Surplus eyed to address psychiatric boarding crisis

CONCORD, N.H. (AP) — Lawmakers are considering a proposal to encourage construction of hospital psychiatric units to address what the Democratic sponsor calls a “festering wound” in New Hampshire: mental health patients languishing in emergency rooms. But Republican Gov. Chris Sununu said spending the state surplus is the wrong approach.

The average number of adults waiting in emergency departments for inpatient psychiatric admission each day has quadrupled to more than 40 in the last six years, according to the state chapter of the National Alliance on Mental Illness. That number has spiked to 70 several times, and while numbers are lower for children, one day in May 2017 saw nearly 30 children waiting for beds, the group’s director, Ken Norton, told the Senate Health and Human Services Committee on Tuesday.

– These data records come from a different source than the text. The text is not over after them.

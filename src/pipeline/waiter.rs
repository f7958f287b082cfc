//! Condition-based waiting.
//!
//! Every suspension in the pipeline goes through [`Waiter::wait`], which polls
//! the driver until a [`WaitSpec`] holds or its timeout elapses. A miss is
//! returned as a [`TimeoutSignal`] value so each call site picks its own
//! fallback.

use std::thread;
use std::time::{Duration, Instant};
use tokio_retry::strategy::FixedInterval;
use tracing::{debug, trace};

use crate::browser::{Driver, Locator, NodeHandle};
use crate::pipeline::deadline::Deadline;
use crate::pipeline::settings::WaitSettings;
use crate::utils::error::DriverError;

#[derive(Debug, Clone, Copy, PartialEq, Eq)]
pub enum Predicate {
    /// At least one element matches; yields the first.
    Present,
    /// A matching element is visible and enabled; yields the first such one.
    Clickable,
    /// At least one element matches; yields all of them in document order.
    AllPresent,
}

#[derive(Debug, Clone, PartialEq, Eq)]
pub struct WaitSpec {
    pub locator: Locator,
    pub predicate: Predicate,
    pub timeout: Duration,
    pub scope: Option<NodeHandle>,
}

impl WaitSpec {
    pub fn new(locator: &Locator, predicate: Predicate, timeout: Duration) -> Self {
        Self {
            locator: locator.clone(),
            predicate,
            timeout,
            scope: None,
        }
    }

    pub fn present(locator: &Locator, timeout: Duration) -> Self {
        Self::new(locator, Predicate::Present, timeout)
    }

    pub fn clickable(locator: &Locator, timeout: Duration) -> Self {
        Self::new(locator, Predicate::Clickable, timeout)
    }

    pub fn all_present(locator: &Locator, timeout: Duration) -> Self {
        Self::new(locator, Predicate::AllPresent, timeout)
    }

    /// Restrict matching to descendants of `scope`.
    pub fn within(mut self, scope: NodeHandle) -> Self {
        self.scope = Some(scope);
        self
    }
}

/// The condition did not hold within the budget.
#[derive(Debug, Clone, PartialEq, Eq)]
pub struct TimeoutSignal {
    pub locator: Locator,
    pub predicate: Predicate,
    pub waited: Duration,
    pub attempts: u32,
    /// Last driver error seen while polling, if any.
    pub last_error: Option<DriverError>,
}

impl std::fmt::Display for TimeoutSignal {
    fn fmt(&self, f: &mut std::fmt::Formatter<'_>) -> std::fmt::Result {
        write!(
            f,
            "{:?} '{}' not satisfied after {}ms ({} attempt(s))",
            self.predicate,
            self.locator,
            self.waited.as_millis(),
            self.attempts
        )?;
        if let Some(error) = &self.last_error {
            write!(f, ", last error: {}", error)?;
        }
        Ok(())
    }
}

#[derive(Debug, Clone, PartialEq, Eq)]
pub enum WaitOutcome {
    Found(Vec<NodeHandle>),
    TimedOut(TimeoutSignal),
}

impl WaitOutcome {
    pub fn first(&self) -> Option<NodeHandle> {
        match self {
            WaitOutcome::Found(handles) => handles.first().copied(),
            WaitOutcome::TimedOut(_) => None,
        }
    }

    pub fn into_result(self) -> Result<Vec<NodeHandle>, TimeoutSignal> {
        match self {
            WaitOutcome::Found(handles) => Ok(handles),
            WaitOutcome::TimedOut(signal) => Err(signal),
        }
    }
}

#[derive(Debug, Clone, Copy, PartialEq, Eq)]
pub struct Waiter {
    poll_interval: Duration,
    attempts: u32,
    retry_pause: Duration,
    deadline: Deadline,
}

impl Waiter {
    pub fn new(poll_interval: Duration) -> Self {
        Self {
            poll_interval: poll_interval.max(Duration::from_millis(1)),
            attempts: 1,
            retry_pause: Duration::ZERO,
            deadline: Deadline::none(),
        }
    }

    pub fn from_settings(settings: &WaitSettings) -> Self {
        Self::new(settings.poll_interval).with_retry(settings.attempts, settings.retry_pause)
    }

    /// Repeat the full timeout window up to `attempts` times, pausing
    /// `pause` between windows.
    pub fn with_retry(mut self, attempts: u32, pause: Duration) -> Self {
        self.attempts = attempts.max(1);
        self.retry_pause = pause;
        self
    }

    pub fn with_deadline(mut self, deadline: Deadline) -> Self {
        self.deadline = deadline;
        self
    }

    pub fn deadline(&self) -> Deadline {
        self.deadline
    }

    /// Upper bound on how long [`Waiter::wait`] can take for `timeout`,
    /// excluding driver call latency.
    pub fn max_wait(&self, timeout: Duration) -> Duration {
        let windows = timeout.saturating_mul(self.attempts);
        let pauses = self.retry_pause.saturating_mul(self.attempts - 1);
        self.deadline.clamp(windows.saturating_add(pauses))
    }

    pub fn wait(&self, driver: &dyn Driver, spec: &WaitSpec) -> WaitOutcome {
        let started = Instant::now();
        let mut last_error = None;
        let mut attempts = 0;

        let pauses = std::iter::once(Duration::ZERO)
            .chain(FixedInterval::new(self.retry_pause))
            .take(self.attempts as usize);

        for pause in pauses {
            if attempts > 0 {
                if self.deadline.hard_expired() {
                    break;
                }
                thread::sleep(self.deadline.clamp(pause));
                debug!(locator = %spec.locator, attempt = attempts + 1, "Retrying wait");
            }
            attempts += 1;

            if let Some(handles) = self.poll_window(driver, spec, &mut last_error) {
                trace!(
                    locator = %spec.locator,
                    found = handles.len(),
                    elapsed_ms = started.elapsed().as_millis() as u64,
                    "Wait satisfied"
                );
                return WaitOutcome::Found(handles);
            }
        }

        let signal = TimeoutSignal {
            locator: spec.locator.clone(),
            predicate: spec.predicate,
            waited: started.elapsed(),
            attempts,
            last_error,
        };
        debug!(signal = %signal, "Wait timed out");
        WaitOutcome::TimedOut(signal)
    }

    fn poll_window(
        &self,
        driver: &dyn Driver,
        spec: &WaitSpec,
        last_error: &mut Option<DriverError>,
    ) -> Option<Vec<NodeHandle>> {
        let window_end = Instant::now() + self.deadline.clamp(spec.timeout);

        loop {
            match probe(driver, spec) {
                Ok(Some(handles)) => return Some(handles),
                Ok(None) => {}
                Err(e) => {
                    trace!(locator = %spec.locator, error = %e, "Probe failed");
                    *last_error = Some(e);
                }
            }

            let now = Instant::now();
            if now >= window_end {
                return None;
            }
            thread::sleep(self.poll_interval.min(window_end - now));
        }
    }
}

fn probe(driver: &dyn Driver, spec: &WaitSpec) -> Result<Option<Vec<NodeHandle>>, DriverError> {
    let handles = driver.find_all(spec.scope.as_ref(), &spec.locator)?;
    if handles.is_empty() {
        return Ok(None);
    }

    match spec.predicate {
        Predicate::Present => Ok(Some(vec![handles[0]])),
        Predicate::AllPresent => Ok(Some(handles)),
        Predicate::Clickable => {
            for handle in handles {
                if driver.is_clickable(&handle)? {
                    return Ok(Some(vec![handle]));
                }
            }
            Ok(None)
        }
    }
}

While many factors contribute to the crisis, the bill seeks to address a key element: a lack of designated receiving facilities, typically hospitals with psychiatric units, to which patients could be transferred. Lawmakers approved funding for new beds last year and put out a request for proposals from hospitals, but none responded.

The bill sponsored by Sen. Tom Sherman, D-Rye, would spent $3 million to double the state’s reimbursement rate for such beds and $3 million to subsidize renovations associated with creating new psychiatric units. Sherman said he knows of at least one hospital that is “shovel ready” should the legislation pass.

Sherman, a gastroenterologist, said his patients would never wait for days or weeks in an emergency department and neither should those suffering from mental illness.

“My view as a physician is the current process is affront to patient care and it needs to be rectified immediately,” he said.

The goal, he said, is to create units with at least 10 beds.

“One or two beds in a hospital that does not have psychiatric capacity, especially when they are not reimbursed at a rate where hospitals can break even, is not a sustainable model,” he said.

Norton said access to inpatient care in local hospitals would be much less stigmatizing than going to the state psychiatric hospital in Concord. That could encourage people to seek treatment earlier, he said, which in turn could lead to shorter hospital stays and better outcomes.

“Local treatment keeps people close to their homes, families, communities and natural support systems,” he said.

Officials with several hospitals backed the bill, as did the New Hampshire Hospital Association, saying the current situation is unsafe for both staff and patients. Peter Evers, vice president for behavioral health at Concord Hospital, described a 62-year-old woman who waited 32 days for a bed.

“The damage we did despite our best effort for that individual is unconscionable,” he said.

Sununu said Wednesday he supports further investments in the mental health system, but that it should be done through the state budget process, taking into account all the various factors contributing to the problem.

“You have to be careful about where the funds are coming from and if they’re sustainable,” said Sununu, who suggested Democrats are “usurping a process to score some political points.”

“It has to be done smart, and in a way that doesn’t create a long-term liability,” he said. “Because at the end of the day, it’s the individuals that rely on those services that will suffer.”